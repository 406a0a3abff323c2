//! static floor configuration and its setup-header layout

use serde::{Deserialize, Serialize};

use crate::core::{
    BitReader, BitWriter, FloorError, FloorResult, MAX_BOOKS, MAX_CLASSES, MAX_CLASS_DIM,
    MAX_PARTITIONS, MAX_POSTS, MAX_SUB_BITS,
};

/// Entropy-coding layout shared by every partition of one class
#[derive(Debug, Clone, PartialEq, Eq, Serialize, Deserialize)]
pub struct ClassSpec {
    /// Posts per partition of this class (1-8)
    pub dim: u8,
    /// Selector bits per post (0-3)
    #[serde(default)]
    pub sub_bits: u8,
    /// Selector book, required when `sub_bits > 0`
    #[serde(default)]
    pub book: Option<u8>,
    /// `2^sub_bits` sub-books, `None` codes only the value 0 and writes nothing
    pub sub_books: Vec<Option<u8>>,
}

impl ClassSpec {
    pub fn new(dim: u8, sub_bits: u8, book: Option<u8>, sub_books: Vec<Option<u8>>) -> Self {
        Self {
            dim,
            sub_bits,
            book,
            sub_books,
        }
    }

    /// Class without a selector, every post goes through `sub_book`
    pub fn single(dim: u8, sub_book: Option<u8>) -> Self {
        Self::new(dim, 0, None, vec![sub_book])
    }

    /// Number of sub-books addressed by the selector
    pub fn sub_count(&self) -> usize {
        1 << self.sub_bits
    }
}

/// Floor configuration, fixed for the life of a mode
#[derive(Debug, Clone, PartialEq, Eq, Serialize, Deserialize)]
pub struct FloorSpec {
    /// Class index per partition, in declaration order
    pub partitions: Vec<u8>,
    pub classes: Vec<ClassSpec>,
    /// Amplitude resolution, 1-4
    pub multiplier: u8,
    /// log2 of the X range, the implicit right edge post sits at `2^range_bits`
    pub range_bits: u8,
    /// Declared post X values, partition by partition
    pub positions: Vec<u32>,
}

impl FloorSpec {
    /// Quantized value range for the multiplier (0 when the multiplier is invalid)
    pub fn quant_q(&self) -> u32 {
        match self.multiplier {
            1 => 256,
            2 => 128,
            3 => 86,
            4 => 64,
            _ => 0,
        }
    }

    /// X range covered by the floor
    pub fn range(&self) -> u32 {
        1 << self.range_bits
    }

    /// Total posts including both edge posts
    pub fn post_count(&self) -> usize {
        self.positions.len() + 2
    }

    /// Post X values: `[0, range, positions...]`
    pub fn post_list(&self) -> Vec<u32> {
        let mut list = Vec::with_capacity(self.post_count());
        list.push(0);
        list.push(self.range());
        list.extend_from_slice(&self.positions);
        list
    }

    /// Posts declared by the partitions
    pub fn declared_posts(&self) -> usize {
        self.partitions
            .iter()
            .filter_map(|&c| self.classes.get(c as usize))
            .map(|c| c.dim as usize)
            .sum()
    }

    /// Check the configuration against `num_books` available codebooks
    pub fn validate(&self, num_books: usize) -> FloorResult<()> {
        let bad = |msg: String| Err(FloorError::InvalidConfig(msg));

        if !(1..=4).contains(&self.multiplier) {
            return bad(format!("multiplier {} outside 1-4", self.multiplier));
        }
        if self.range_bits > 15 {
            return bad(format!("range bits {} exceed 15", self.range_bits));
        }
        if self.partitions.len() > MAX_PARTITIONS {
            return bad(format!(
                "{} partitions, at most {} allowed",
                self.partitions.len(),
                MAX_PARTITIONS
            ));
        }
        if self.classes.len() > MAX_CLASSES {
            return bad(format!(
                "{} classes, at most {} allowed",
                self.classes.len(),
                MAX_CLASSES
            ));
        }
        if num_books > MAX_BOOKS {
            return bad(format!("{} books, at most {} addressable", num_books, MAX_BOOKS));
        }

        for (i, &class) in self.partitions.iter().enumerate() {
            if class as usize >= self.classes.len() {
                return bad(format!("partition {} uses undefined class {}", i, class));
            }
        }

        for (c, class) in self.classes.iter().enumerate() {
            if class.dim == 0 || class.dim > MAX_CLASS_DIM {
                return bad(format!("class {} dimension {} outside 1-8", c, class.dim));
            }
            if class.sub_bits > MAX_SUB_BITS {
                return bad(format!("class {} has {} sub bits", c, class.sub_bits));
            }
            if class.sub_books.len() != class.sub_count() {
                return bad(format!(
                    "class {} lists {} sub-books, expected {}",
                    c,
                    class.sub_books.len(),
                    class.sub_count()
                ));
            }
            match class.book {
                Some(book) if book as usize >= num_books => {
                    return bad(format!("class {} selector book {} out of range", c, book));
                }
                None if class.sub_bits > 0 => {
                    return bad(format!("class {} needs a selector book", c));
                }
                _ => {}
            }
            for sub in class.sub_books.iter().flatten() {
                // sub-books travel as book+1 in 8 bits
                if *sub as usize >= num_books || *sub == u8::MAX {
                    return bad(format!("class {} sub-book {} out of range", c, sub));
                }
            }
        }

        let declared = self.declared_posts();
        if declared != self.positions.len() {
            return bad(format!(
                "partitions declare {} posts but {} positions are listed",
                declared,
                self.positions.len()
            ));
        }
        if self.post_count() > MAX_POSTS {
            return bad(format!(
                "{} posts, at most {} allowed",
                self.post_count(),
                MAX_POSTS
            ));
        }

        let range = self.range();
        let mut seen = vec![false; range as usize];
        seen[0] = true;
        for &x in &self.positions {
            if x >= range {
                return bad(format!("position {} outside [0, {})", x, range));
            }
            if seen[x as usize] {
                return bad(format!("position {} listed twice", x));
            }
            seen[x as usize] = true;
        }

        Ok(())
    }

    /// Highest class index used by a partition, the header carries classes up to it
    fn max_class(&self) -> Option<usize> {
        self.partitions.iter().map(|&c| c as usize).max()
    }

    /// Write the setup-header form of this floor
    ///
    /// The floor is validated first, nothing is written for an invalid one.
    pub fn pack_header(&self, bits: &mut BitWriter) -> FloorResult<()> {
        self.validate(MAX_BOOKS)?;

        bits.write_bits(self.partitions.len() as u32, 5);
        for &class in &self.partitions {
            bits.write_bits(class as u32, 4);
        }

        let used = self.max_class().map_or(0, |m| m + 1);
        for (c, class) in self.classes.iter().take(used).enumerate() {
            bits.write_bits(class.dim as u32 - 1, 3);
            bits.write_bits(class.sub_bits as u32, 2);
            if class.sub_bits > 0 {
                let book = class.book.ok_or_else(|| {
                    FloorError::InvalidConfig(format!("class {} needs a selector book", c))
                })?;
                bits.write_bits(book as u32, 8);
            }
            for sub in &class.sub_books {
                bits.write_bits(sub.map_or(0, |b| b as u32 + 1), 8);
            }
        }

        bits.write_bits(self.multiplier as u32 - 1, 2);
        bits.write_bits(self.range_bits as u32, 4);
        for &x in &self.positions {
            bits.write_bits(x, self.range_bits as u32);
        }

        Ok(())
    }

    /// Read a floor back from the setup header and validate it
    pub fn unpack_header(bits: &mut BitReader<'_>, num_books: usize) -> FloorResult<Self> {
        let count = bits.read_bits(5)? as usize;
        let mut partitions = Vec::with_capacity(count);
        for _ in 0..count {
            partitions.push(bits.read_bits(4)? as u8);
        }

        let used = partitions.iter().map(|&c| c as usize + 1).max().unwrap_or(0);
        let mut classes = Vec::with_capacity(used);
        for _ in 0..used {
            let dim = bits.read_bits(3)? as u8 + 1;
            let sub_bits = bits.read_bits(2)? as u8;
            let book = if sub_bits > 0 {
                Some(bits.read_bits(8)? as u8)
            } else {
                None
            };
            let mut sub_books = Vec::with_capacity(1 << sub_bits);
            for _ in 0..(1 << sub_bits) {
                let raw = bits.read_bits(8)?;
                sub_books.push(raw.checked_sub(1).map(|b| b as u8));
            }
            classes.push(ClassSpec::new(dim, sub_bits, book, sub_books));
        }

        let multiplier = bits.read_bits(2)? as u8 + 1;
        let range_bits = bits.read_bits(4)? as u8;

        let declared: usize = partitions
            .iter()
            .map(|&c| classes[c as usize].dim as usize)
            .sum();
        let mut positions = Vec::with_capacity(declared);
        for _ in 0..declared {
            positions.push(bits.read_bits(range_bits as u32)?);
        }

        let spec = FloorSpec {
            partitions,
            classes,
            multiplier,
            range_bits,
            positions,
        };
        spec.validate(num_books)?;
        Ok(spec)
    }
}

#[cfg(test)]
mod tests {
    use super::*;

    fn two_post_spec() -> FloorSpec {
        FloorSpec {
            partitions: vec![0],
            classes: vec![ClassSpec::single(2, None)],
            multiplier: 1,
            range_bits: 4,
            positions: vec![4, 12],
        }
    }

    #[test]
    fn test_post_list() {
        let spec = two_post_spec();
        assert_eq!(spec.post_list(), vec![0, 16, 4, 12]);
        assert_eq!(spec.quant_q(), 256);
        assert!(spec.validate(0).is_ok());
    }

    #[test]
    fn test_zero_position_rejected() {
        let mut spec = two_post_spec();
        spec.positions = vec![0, 12];
        assert!(matches!(spec.validate(0), Err(FloorError::InvalidConfig(_))));
    }
}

▶ **Task item**
Could you repeat exactly the lines above from the line with "if self.classes.len() >" up to and including the line with "None if class.sub_bits", and only those?

▶ **Response area**
        if self.classes.len() > MAX_CLASSES {
            return bad(format!(
                "{} classes, at most {} allowed",
                self.classes.len(),
                MAX_CLASSES
            ));
        }
        if num_books > MAX_BOOKS {
            return bad(format!("{} books, at most {} addressable", num_books, MAX_BOOKS));
        }

        for (i, &class) in self.partitions.iter().enumerate() {
            if class as usize >= self.classes.len() {
                return bad(format!("partition {} uses undefined class {}", i, class));
            }
        }

        for (c, class) in self.classes.iter().enumerate() {
            if class.dim == 0 || class.dim > MAX_CLASS_DIM {
                return bad(format!("class {} dimension {} outside 1-8", c, class.dim));
            }
            if class.sub_bits > MAX_SUB_BITS {
                return bad(format!("class {} has {} sub bits", c, class.sub_bits));
            }
            if class.sub_books.len() != class.sub_count() {
                return bad(format!(
                    "class {} lists {} sub-books, expected {}",
                    c,
                    class.sub_books.len(),
                    class.sub_count()
                ));
            }
            match class.book {
                Some(book) if book as usize >= num_books => {
                    return bad(format!("class {} selector book {} out of range", c, book));
                }
                None if class.sub_bits > 0 => {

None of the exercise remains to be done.